プレスリリース要約
株式会社レゾナックと電力中央研究所は、次世代パワー半導体材料として注目される「SiCエピウェハー」の高品質・高生産性製造技術の開発において、第58回市村産業賞「貢献賞」を共同受賞しました。EVやデータセンターの省エネ化に直結するこの技術は、量産化と低コスト化の壁を打ち破るブレイクスルーとして期待されています。
株式会社レゾナックと一般財団法人電力中央研究所が共同開発した「パワー半導体用高品質SiCエピタキシャルウェハー(エピウェハー)の高生産性製造技術」が、第58回市村産業賞「貢献賞」を受賞しました。この技術は、従来のシリコンに代わる次世代パワー半導体素材であるシリコンカーバイド(SiC)の普及を阻んでいた「高品質化」と「低コスト化(高生産性)」の両立という課題を解決するものです。レゾナックが培ってきた技術力と電力中央研究所の知見、さらに装置メーカーやデバイスメーカーとの共創によって、量産レベルでの安定した低欠陥化と生産性の向上が達成されました。
開発された新技術は、主に4つのアプローチで構成されています。1つ目は成膜時の表面欠陥を抑制する装置設計、2つ目は基板からの内在欠陥(基底面転位)を大幅に低減する界面制御プロセス、3つ目は欠陥を高精度に検出する量産検査技術の活用、そして4つ目は高温搬送や低熱容量化による昇降温時間の短縮です。これらにより、車載や鉄道用途で求められる極めて高い信頼性を確保しつつ、SiCパワーデバイスの初期歩留まり向上と製造コストの削減に成功しました。すでにEVの電費改善やデータセンターの省エネ化において実用的な効果を上げています。


Journalポイント
実はこれ、EVの航続距離を伸ばしたり、急増するデータセンターの消費電力を劇的に抑えたりするための極めて重要な基盤技術なんです。

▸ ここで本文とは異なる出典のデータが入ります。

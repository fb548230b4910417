use super::RadioLink;
use crate::address::NodeAddress;
use crate::error::RadioError;
use crate::message::Message;
use async_trait::async_trait;
use parking_lot::Mutex;
use std::collections::VecDeque;
use std::sync::Arc;
use tracing::debug;

/// A frame accepted by the mock radio
#[derive(Debug, Clone, PartialEq)]
pub struct Transmission {
    pub destination: NodeAddress,
    pub payload: Vec<u8>,
}

impl Transmission {
    pub fn text(&self) -> String {
        String::from_utf8_lossy(&self.payload).into_owned()
    }
}

type Responder = Box<dyn FnMut(&Transmission, usize) -> Vec<Message> + Send>;

#[derive(Default)]
struct MockRadioState {
    transmissions: Vec<Transmission>,
    transmit_calls: usize,
    inbox: VecDeque<Message>,
    failing_sends: u32,
    failing_receives: u32,
    responder: Option<Responder>,
}

/// In-memory radio for testing without hardware
///
/// Clones share the same state, so a test can keep one handle for
/// scripting and inspection while the node owns another.
#[derive(Clone, Default)]
pub struct MockRadio {
    state: Arc<Mutex<MockRadioState>>,
}

impl MockRadio {
    pub fn new() -> Self {
        Self::default()
    }

    /// Queue a frame to be returned by the next `receive`
    pub fn push_inbound(&self, message: Message) {
        self.state.lock().inbox.push_back(message);
    }

    /// Make the next `count` transmit calls fail with a transport error
    pub fn fail_next_sends(&self, count: u32) {
        self.state.lock().failing_sends = count;
    }

    /// Make the next `count` receive calls fail
    pub fn fail_next_receives(&self, count: u32) {
        self.state.lock().failing_receives = count;
    }

    /// Install a responder called for every accepted transmission with the
    /// transmission and its 1-based index; returned frames are queued inbound.
    pub fn respond_with<F>(&self, responder: F)
    where
        F: FnMut(&Transmission, usize) -> Vec<Message> + Send + 'static,
    {
        self.state.lock().responder = Some(Box::new(responder));
    }

    /// Reply `payload` from the destination of every accepted transmission
    pub fn ack_everything(&self, payload: &str) {
        let payload = payload.to_string();
        self.respond_with(move |tx, _| vec![Message::new(tx.destination, payload.clone())]);
    }

    /// Reply from the destination only to the `n`th accepted transmission
    pub fn ack_on_transmission(&self, n: usize, payload: &str) {
        let payload = payload.to_string();
        self.respond_with(move |tx, index| {
            if index == n {
                vec![Message::new(tx.destination, payload.clone())]
            } else {
                Vec::new()
            }
        });
    }

    pub fn clear_responder(&self) {
        self.state.lock().responder = None;
    }

    pub fn transmissions(&self) -> Vec<Transmission> {
        self.state.lock().transmissions.clone()
    }

    /// Payloads of accepted transmissions, as text
    pub fn sent_texts(&self) -> Vec<String> {
        self.state
            .lock()
            .transmissions
            .iter()
            .map(Transmission::text)
            .collect()
    }

    /// Number of accepted transmissions
    pub fn transmission_count(&self) -> usize {
        self.state.lock().transmissions.len()
    }

    /// Number of transmit calls, including failed ones
    pub fn transmit_calls(&self) -> usize {
        self.state.lock().transmit_calls
    }

    pub fn clear_transmissions(&self) {
        let mut state = self.state.lock();
        state.transmissions.clear();
        state.transmit_calls = 0;
    }

    pub fn pending_inbound(&self) -> usize {
        self.state.lock().inbox.len()
    }
}

#[async_trait]
impl RadioLink for MockRadio {
    async fn send(&mut self, destination: NodeAddress, payload: &[u8]) -> Result<(), RadioError> {
        let mut state = self.state.lock();
        state.transmit_calls += 1;

        if state.failing_sends > 0 {
            state.failing_sends -= 1;
            return Err(RadioError::Transmit {
                details: "mock transmit failure".to_string(),
            });
        }

        let transmission = Transmission {
            destination,
            payload: payload.to_vec(),
        };
        debug!(
            "Mock radio accepted '{}' for {}",
            transmission.text(),
            destination
        );
        state.transmissions.push(transmission.clone());
        let index = state.transmissions.len();

        if let Some(mut responder) = state.responder.take() {
            let replies = responder(&transmission, index);
            state.inbox.extend(replies);
            state.responder = Some(responder);
        }

        Ok(())
    }

    async fn receive(&mut self) -> Result<Option<Message>, RadioError> {
        let mut state = self.state.lock();
        if state.failing_receives > 0 {
            state.failing_receives -= 1;
            return Err(RadioError::Receive {
                details: "mock receive failure".to_string(),
            });
        }
        Ok(state.inbox.pop_front())
    }
}

#[cfg(test)]
mod tests {
    use super::*;

    #[tokio::test]
    async fn test_mock_radio_records_and_replies() {
        let peer = NodeAddress::new([0, 0, 0, 0, 0, 0, 0, 2]);
        let handle = MockRadio::new();
        handle.ack_on_transmission(2, "CAM:OK");

        let mut radio = handle.clone();
        radio.send(peer, b"first").await.unwrap();
        assert_eq!(radio.receive().await.unwrap(), None);

        radio.send(peer, b"second").await.unwrap();
        let reply = radio.receive().await.unwrap().unwrap();
        assert_eq!(reply.sender, peer);
        assert_eq!(reply.text().unwrap(), "CAM:OK");

        assert_eq!(handle.sent_texts(), vec!["first", "second"]);
    }

    #[tokio::test]
    async fn test_mock_radio_forced_failures() {
        let peer = NodeAddress::new([9; 8]);
        let handle = MockRadio::new();
        handle.fail_next_sends(1);

        let mut radio = handle.clone();
        assert!(radio.send(peer, b"x").await.is_err());
        assert!(radio.send(peer, b"x").await.is_ok());
        assert_eq!(handle.transmit_calls(), 2);
        assert_eq!(handle.transmission_count(), 1);
    }
}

え、そうなんですか? 半導体の基板となるウェハーの技術が、どうしてそんなに大きな省エネ効果を生み出せるんですか?
実は今、世界的なAIの拡大や社会の電化によって電力需要が爆発的に増えています。そこで、電気を無駄なく変換してロスを極限まで減らせるパワー半導体の進化が不可欠という背景があるんです。
でも、パワー半導体なら、もともと使われている従来のシリコン素材では性能を高めるのが難しいということなのでしょうか?
そうなんです。シリコンはすでに物理的な限界を迎えています。そこで、従来のシリコンに比べて電力損失を大幅に削減できるSiC(シリコンカーバイド)という新材料が今、強く求められているんですよ。
なるほど、限界を突破する新素材なんですね!それならそのSiCウェハーをどんどん使えば良いと思うのですが、これまでは何が普及のハードルになっていたんですか?
SiCウェハーというのはシリコンカーバイドで作られた半導体基板のことで、非常に硬く加工が難しいため、製造中の欠陥発生や高コストが課題でした。今回の技術は、独自の装置設計や高精度な検査技術により、高品質な製品の低コストかつ安定した量産を可能にしたんです。
品質とコストの両立という最大の課題をクリアしたのですね。他社も同様の技術開発を進めているのでしょうか?
実は業界全体がSiCの量産化へシフトしています。その中でレゾナックは、自社内だけに閉じこもらず、研究機関や装置メーカー、顧客であるデバイスメーカーとの『共創』を進めることで、量産レベルでの実用化において一歩リードした形です。
自前主義にこだわらず、多様なプレイヤーと連携したからこそ実現できた技術なのですね。大変勉強になりました!